EasyOCR analyses the blobs to locate the characters and their bounding box, using one of two segmentation modes:

keep objects mode: one blob corresponds to one character.
repaste objects mode: the blobs are grouped into characters of a nominal size. This is useful when characters are broken or made up of several parts. When a blob is too large to be considered a single character, it can be split automatically using CutLargeChars.

Character segmentation by blob grouping

2. Filters remove very large and very small unwanted features.

3. EasyOCR processes the character image to normalize the size into a bounding box, extracts relevant features, and stores them in the font file. The patterns in a font are stored as arrays of pixels defined by PatternWidth and PatternHeight (by default 5 pixels wide and 9 pixels high).

Segmentation parameters

Segmentation parameters must be the same during learning and recognition. Good segmentation improves recognition.

The Threshold parameter helps separate the text from the background.
A too high value thickens black characters on white background and may cause merging, a too small value makes parts disappear.
If the lighting conditions are very variable, automatic thresholding is a good choice.

Too high threshold value (left), Threshold adjustment (middle), Too low threshold value (right)
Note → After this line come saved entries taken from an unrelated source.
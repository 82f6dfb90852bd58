//! Markdown rendering of a classified changelog.
//!
//! Output layout:
//!
//! ```markdown
//! ### New Features ✨
//!
//! #### Api
//!
//! - feat(api): add endpoint by @octocat in [#12](https://github.com/o/r/pull/12)
//! - feat(api): add filter by @octocat in [#14](https://github.com/o/r/pull/14)
//!
//! #### Other
//!
//! - feat: faster startup in [0123abcd](https://github.com/o/r/commit/0123abcd...)
//!
//! ### Other
//!
//! - unrelated change in [#15](https://github.com/o/r/pull/15)
//! ```

use crate::entry::EntryText;
use crate::scope::{OTHER_SCOPE_TITLE, group_by_scope};
use crate::static_regex;
use regex::Regex;
use std::fmt::Write;
use std::sync::LazyLock;

/// Heading of the uncategorized block.
pub const LEFTOVERS_TITLE: &str = "Other";

const SHORT_HASH_LEN: usize = 8;

static LEADING_UNDERSCORE: LazyLock<Regex> = LazyLock::new(|| static_regex(r"(^|\s)_"));

static TRAILING_PR: LazyLock<Regex> = LazyLock::new(|| static_regex(r"\s*\(#(\d+)\)\s*$"));

/// Escape `#` in a heading title so it cannot close or nest the heading.
#[must_use]
pub fn escape_heading(title: &str) -> String {
    title.replace('#', "&#35;")
}

/// Escape underscores that start a word, which Markdown would read as emphasis.
#[must_use]
pub fn escape_leading_underscore(text: &str) -> String {
    LEADING_UNDERSCORE.replace_all(text, r"${1}\_").into_owned()
}

fn heading(level: usize, title: &str) -> String {
    format!("{} {}", "#".repeat(level), escape_heading(title))
}

fn strip_pr_suffix(text: &str, pr_number: Option<u64>) -> &str {
    let Some(pr) = pr_number else {
        return text;
    };
    match TRAILING_PR.captures(text) {
        Some(caps) if caps[1].parse::<u64>().ok() == Some(pr) => {
            caps.get(0).map_or(text, |m| &text[..m.start()])
        }
        _ => text,
    }
}

fn indent(line: &str) -> String {
    if line.is_empty() {
        String::new()
    } else {
        format!("  {line}")
    }
}

fn blockquote(line: &str) -> String {
    if line.is_empty() {
        ">".to_string()
    } else {
        format!("> {line}")
    }
}

/// One commit or pull request as it appears in the changelog.
#[derive(Debug, Clone, PartialEq, Eq)]
pub struct ChangeItem {
    /// Commit hash, used for the link when there is no pull request.
    pub hash: String,
    /// Pull request number.
    pub pr_number: Option<u64>,
    /// Pull request author login.
    pub author: Option<String>,
    /// Lines to render; a pull request may contribute several.
    pub entries: Vec<EntryText>,
    /// Body appended below the entries.
    pub body: Option<String>,
    /// Render as a blockquote.
    pub highlight: bool,
}

impl ChangeItem {
    /// An item rendered with a commit link.
    #[must_use]
    pub fn new(hash: impl Into<String>, entries: Vec<EntryText>) -> Self {
        Self {
            hash: hash.into(),
            pr_number: None,
            author: None,
            entries,
            body: None,
            highlight: false,
        }
    }

    /// Link the item to a pull request.
    #[must_use]
    pub fn with_pull_request(mut self, number: u64, author: Option<String>) -> Self {
        self.pr_number = Some(number);
        self.author = author.filter(|a| !a.trim().is_empty());
        self
    }

    /// Append a body below the entries.
    #[must_use]
    pub fn with_body(mut self, body: Option<String>) -> Self {
        self.body = body;
        self
    }

    /// Set highlight mode.
    #[must_use]
    pub const fn highlighted(mut self, highlight: bool) -> Self {
        self.highlight = highlight;
        self
    }
}

/// The items of one category, each with its scope.
#[derive(Debug, Clone, PartialEq, Eq)]
pub struct CategorySection {
    /// Category title.
    pub title: String,
    /// Index in the policy; sections without one go last.
    pub position: Option<usize>,
    /// Items with their normalized scope.
    pub items: Vec<(Option<String>, ChangeItem)>,
}

/// Everything a changelog is rendered from.
#[derive(Debug, Clone, Default, PartialEq, Eq)]
pub struct ChangelogDocument {
    /// Category sections in any order.
    pub sections: Vec<CategorySection>,
    /// Items that belong to no category, newest first.
    pub leftovers: Vec<ChangeItem>,
}

impl ChangelogDocument {
    /// Whether nothing would be rendered.
    #[must_use]
    pub fn is_empty(&self) -> bool {
        self.leftovers.is_empty() && self.sections.iter().all(|s| s.items.is_empty())
    }
}

/// Renders a [`ChangelogDocument`] to Markdown.
#[derive(Debug, Clone)]
pub struct MarkdownRenderer<'a> {
    repo_url: &'a str,
    max_leftovers: usize,
}

impl<'a> MarkdownRenderer<'a> {
    /// Create a renderer linking into `repo_url`.
    #[must_use]
    pub fn new(repo_url: &'a str, max_leftovers: usize) -> Self {
        Self {
            repo_url: repo_url.trim_end_matches('/'),
            max_leftovers,
        }
    }

    /// Render the document. An empty document renders as `""`.
    #[must_use]
    pub fn render(&self, document: ChangelogDocument) -> String {
        let mut sections = document.sections;
        sections.retain(|s| !s.items.is_empty());
        sections.sort_by_key(|s| s.position.unwrap_or(usize::MAX));

        let mut blocks: Vec<String> = sections
            .into_iter()
            .map(|section| self.render_category(section))
            .collect();

        if !document.leftovers.is_empty() {
            let leftovers = self.render_leftovers(&document.leftovers);
            if blocks.is_empty() {
                blocks.push(leftovers);
            } else {
                blocks.push(format!("{}\n\n{leftovers}", heading(3, LEFTOVERS_TITLE)));
            }
        }

        blocks.join("\n\n")
    }

    fn render_category(&self, section: CategorySection) -> String {
        let mut output = String::new();
        let _ = write!(output, "{}\n\n", heading(3, &section.title));

        let groups = group_by_scope(section.items);
        let needs_other = groups.needs_other_heading();
        let mut blocks = Vec::new();
        for (scope, items) in &groups.headed {
            blocks.push(format!("{}\n\n{}", heading(4, scope), self.render_items(items)));
        }
        if needs_other {
            blocks.push(format!(
                "{}\n\n{}",
                heading(4, OTHER_SCOPE_TITLE),
                self.render_items(&groups.ungrouped)
            ));
        } else if !groups.ungrouped.is_empty() {
            blocks.push(self.render_items(&groups.ungrouped));
        }

        output.push_str(&blocks.join("\n\n"));
        output
    }

    fn render_leftovers(&self, items: &[ChangeItem]) -> String {
        let shown = items.len().min(self.max_leftovers);
        let rest = items.len() - shown;
        let list = self.render_items(&items[..shown]);
        match (list.is_empty(), rest) {
            (_, 0) => list,
            (true, _) => format!("_Plus {rest} more_"),
            (false, _) => format!("{list}\n\n_Plus {rest} more_"),
        }
    }

    fn render_items(&self, items: &[ChangeItem]) -> String {
        items
            .iter()
            .map(|item| self.format_item(item))
            .collect::<Vec<_>>()
            .join("\n")
    }

    fn format_item(&self, item: &ChangeItem) -> String {
        let suffix = match item.pr_number {
            Some(pr) => {
                let by = item
                    .author
                    .as_deref()
                    .map(|author| format!(" by @{author}"))
                    .unwrap_or_default();
                format!("{by} in [#{pr}]({}/pull/{pr})", self.repo_url)
            }
            None => {
                let short: String = item.hash.chars().take(SHORT_HASH_LEN).collect();
                format!(" in [{short}]({}/commit/{})", self.repo_url, item.hash)
            }
        };

        let mut lines = Vec::new();
        for entry in &item.entries {
            let text = escape_leading_underscore(strip_pr_suffix(entry.text.trim(), item.pr_number));
            lines.push(format!("- {text}{suffix}"));
            lines.extend(entry.details.iter().map(|line| indent(line)));
        }
        if let Some(body) = &item.body {
            lines.extend(body.lines().map(|line| indent(line.trim_end())));
        }

        if item.highlight {
            lines = lines.iter().map(|line| blockquote(line)).collect();
        }
        lines.join("\n")
    }
}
NoiseArea: Blob areas smaller than this value are discarded. Make sure small character features are preserved (i.e., the dot over an "i" letter).
MaxCharWidth, MaxCharHeight: Maximum character size. If a blob does not fit in a rectangle with these dimensions, it is discarded or split into several parts using vertical cutting lines. If several blobs fit in a rectangle with these dimensions, they are grouped together.
MinCharWidth, MinCharHeight: Minimum character size. If a blob or a group of blobs fits in a rectangle with these dimensions, it is discarded.
CharSpacing: The width of the smallest gap between adjacent letters. If it is larger than MaxCharWidth it has no effect.
If the gap between two characters is wider than this, they are treated as different characters. This stops thin characters being incorrectly grouped together.
RemoveBorder: Blobs near image/ROI edges cannot normally be exploited for character recognition. By default, they are discarded.

Recognition

The characters are compared to a set of patterns, called a font. A character is recognized by finding the best match between a character and a pattern in the font. After the character has been located, it is normalized in size (stretched to fit in a predefined rectangle) for matching. The normalized character is compared to each normalized template in the font database and the best matches are returned.

Load: reads a pre-recorded font from a disk file.
BuildObjects: The image is segmented into objects or blobs (connected components) which help find the characters. This step can be bypassed if the exact position of the characters is known. If the character isolation process is bypassed, you must specify the known locations of the characters: AddChar and EmptyChars.
FindAllChars: selects the objects considered as characters and sorts them from top to bottom then left to right.
ReadText: performs the matching and filters characters if the marking structure is fixed or a character set filter was provided.
Character recognition: The characters are compared to a set of patterns, called a font.
The best match is stretched to fit in a predefined rectangle and compared to each normalized template in the font database.
A Character set filter can improve recognition reliability and run time by restricting the range of characters to be compared. For instance, if a marking always consists of two uppercase letters followed by five digits, the last of which is always even, it is possible to assign each character a class (maximum 32 classes) then set the character filter to allow the following classes at recognition time: two uppercase, four even or odd digits, one even digit.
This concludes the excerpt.